Mélodies de Reynaldo Hahn (1874-1947)
Henri Duparc (1848-1933)
Ernest Chausson (1855-1933)
Véronique Gens, soprano – Susan Manoff, piano
2015-DDD-66’25-Textes de présentation en français, anglais et allemand-Alpha215

C’est au disque et dans un répertoire qu’elle connaît bien que Véronique Gens nous revient : la mélodie française. Accompagnée par le piano de Susan Manoff, Véronique Gens propose ici une sélection importante de mélodies de Duparc, Chausson et Hahn, aux couleurs tantôt sombres, tantôt éclairées. Mais plus encore, il ne s’agit pas ici de sortir du tiroir tous les grands tubes, mais au contraire d’offrir une vision plus large par le choix de partitions moins connues, avec notamment les Etudes latine de Reynaldo Hahn. C’est aussi l’occasion de retrouver quelques textes qui ont marqué les esprits, ceux de Daudet, Gautier, Bourget, Leconte De Lisle, Baudelaire, De Banville, Verlaine… En pleine âge d’or et héritée de la romance, la mélodie se voit subir une évolution artistique majeure fin 19ème siècle. Ainsi, le style de Chausson appelle Faure, l’écriture intense de Duparc apporte une intensification sans précédent et un développement complexe par des notions de statismes, de sensations orchestrales mais surtout par un parcours harmonique déstabilisant, tandis que Hahn, en restant « classique » amène fraicheur, charme et sensualité dans sa musique.

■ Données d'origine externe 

// Client settings resolved from the environment.

use std::env;
use std::time::Duration;

use timing_core::backoff::ReconnectPolicy;

use crate::constants::{
    CLOCK_TICK_MAX_MS, CLOCK_TICK_MIN_MS, CLOCK_TICK_MS, DEFAULT_SERVER_URL, HTTP_TIMEOUT_MS,
    RESULT_SETTLE_DELAY_MS,
};

#[derive(Clone, Debug)]
pub struct ClientSettings {
    pub server_url: String,
    pub clock_tick: Duration,
    pub result_delay: Duration,
    pub http_timeout: Duration,
    pub reconnect: ReconnectPolicy,
    /// Emit UI updates as JSON lines instead of text.
    pub json_output: bool,
}

impl ClientSettings {
    pub fn from_env() -> Self {
        Self::from_lookup(|key| env::var(key).ok())
    }

    pub fn from_lookup(lookup: impl Fn(&str) -> Option<String>) -> Self {
        let millis = |key: &str, default: u64| {
            lookup(key)
                .and_then(|value| value.trim().parse::<u64>().ok())
                .unwrap_or(default)
        };

        let server_url = lookup("RACE_SERVER_URL")
            .map(|value| value.trim().trim_end_matches('/').to_string())
            .filter(|value| !value.is_empty())
            .unwrap_or_else(|| DEFAULT_SERVER_URL.to_string());
        let tick_ms = millis("RACE_CLOCK_TICK_MS", CLOCK_TICK_MS).clamp(CLOCK_TICK_MIN_MS, CLOCK_TICK_MAX_MS);

        Self {
            server_url,
            clock_tick: Duration::from_millis(tick_ms),
            result_delay: Duration::from_millis(millis("RACE_RESULT_DELAY_MS", RESULT_SETTLE_DELAY_MS)),
            http_timeout: Duration::from_millis(millis("RACE_HTTP_TIMEOUT_MS", HTTP_TIMEOUT_MS)),
            reconnect: ReconnectPolicy::default(),
            json_output: lookup("RACE_UI_JSON")
                .map(|value| matches!(value.trim(), "1" | "true" | "yes"))
                .unwrap_or(false),
        }
    }
}

impl Default for ClientSettings {
    fn default() -> Self {
        Self::from_lookup(|_| None)
    }
}
// Single-slot scheduled task used for reconnect and result-settle timers.
// Invariants: at most one deadline is pending; scheduling replaces the previous one.

use std::future;
use std::pin::Pin;
use std::time::Duration;

use tokio::time::{self, Sleep};

#[derive(Debug, Default)]
pub struct ScheduledTask {
    sleep: Option<Pin<Box<Sleep>>>,
}

impl ScheduledTask {
    pub fn new() -> Self {
        Self::default()
    }

    pub fn schedule(&mut self, delay: Duration) {
        self.sleep = Some(Box::pin(time::sleep(delay)));
    }

    /// Returns whether a pending deadline was dropped.
    pub fn cancel(&mut self) -> bool {
        self.sleep.take().is_some()
    }

    pub fn is_pending(&self) -> bool {
        self.sleep.is_some()
    }

    /// Completes once the pending deadline passes, then clears the slot.
    /// Never completes while nothing is scheduled, so it is safe inside `select!`.
    pub async fn fired(&mut self) {
        match self.sleep.as_mut() {
            Some(sleep) => {
                sleep.as_mut().await;
                self.sleep = None;
            }
            None => future::pending::<()>().await,
        }
    }
}

#[cfg(test)]
mod tests {
    use super::*;
    use tokio::time::{timeout, Instant};

    #[tokio::test(start_paused = true)]
    async fn fires_once_after_delay() {
        let mut task = ScheduledTask::new();
        let begin = Instant::now();
        task.schedule(Duration::from_millis(500));
        assert!(task.is_pending());
        task.fired().await;
        assert_eq!(begin.elapsed(), Duration::from_millis(500));
        assert!(!task.is_pending());
        assert!(timeout(Duration::from_secs(5), task.fired()).await.is_err());
    }

    #[tokio::test(start_paused = true)]
    async fn reschedule_replaces_pending_deadline() {
        let mut task = ScheduledTask::new();
        let begin = Instant::now();
        task.schedule(Duration::from_millis(100));
        task.schedule(Duration::from_millis(300));
        task.fired().await;
        assert_eq!(begin.elapsed(), Duration::from_millis(300));
    }

    #[tokio::test(start_paused = true)]
    async fn cancel_clears_slot() {
        let mut task = ScheduledTask::new();
        assert!(!task.cancel());
        task.schedule(Duration::from_millis(100));
        assert!(task.cancel());
        assert!(timeout(Duration::from_secs(1), task.fired()).await.is_err());
    }
}
// Shared race timing logic: formatting, lap ledger, lifecycle, validation and stream decoding.

pub mod backoff;
pub mod format;
pub mod ledger;
pub mod lifecycle;
pub mod model;
pub mod session;
pub mod sse;
pub mod validation;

Quoi de mieux que le timbre chaleureux et doux de Véronique Gens pour sublimer ces petites pièces parfois si calmes ou agitées ? Dans une atmosphère intime, elle ne se cantonne pas à une simple récitation, tentant au contraire d’aller au plus profond du texte par la recherches de couleurs adéquates. Mature et sensible, Véronique Gens évite la facilite et l’exagération avec aisance, que ce soit dans la dramaturgie du texte ou dans les envolées lyriques. Son vibrato, maîtrisé, ne sert qu’à magnifier la ligne musicale, expressive et délicate. Une très large palette de dynamiques se dessine, toujours dans le respect du texte : du caractère virevoltant des « Papillons » (Chausson), à la sensation d’un voyage dans « Sérénade Italienne (Chausson), en passant par un discours plus rebondi, presque noble dans « Quand je fus pris au pavillon ». Cette sensibilité se retrouve également dans le très beau piano de Susan Manoff dont le jeu feutré et réfléchi tout en discrétion offre un accompagnement délicat et sensible. La finesse de l’accompagnement couplée au timbre vivant et captivant de la voix offrent un duo exquis et idéal.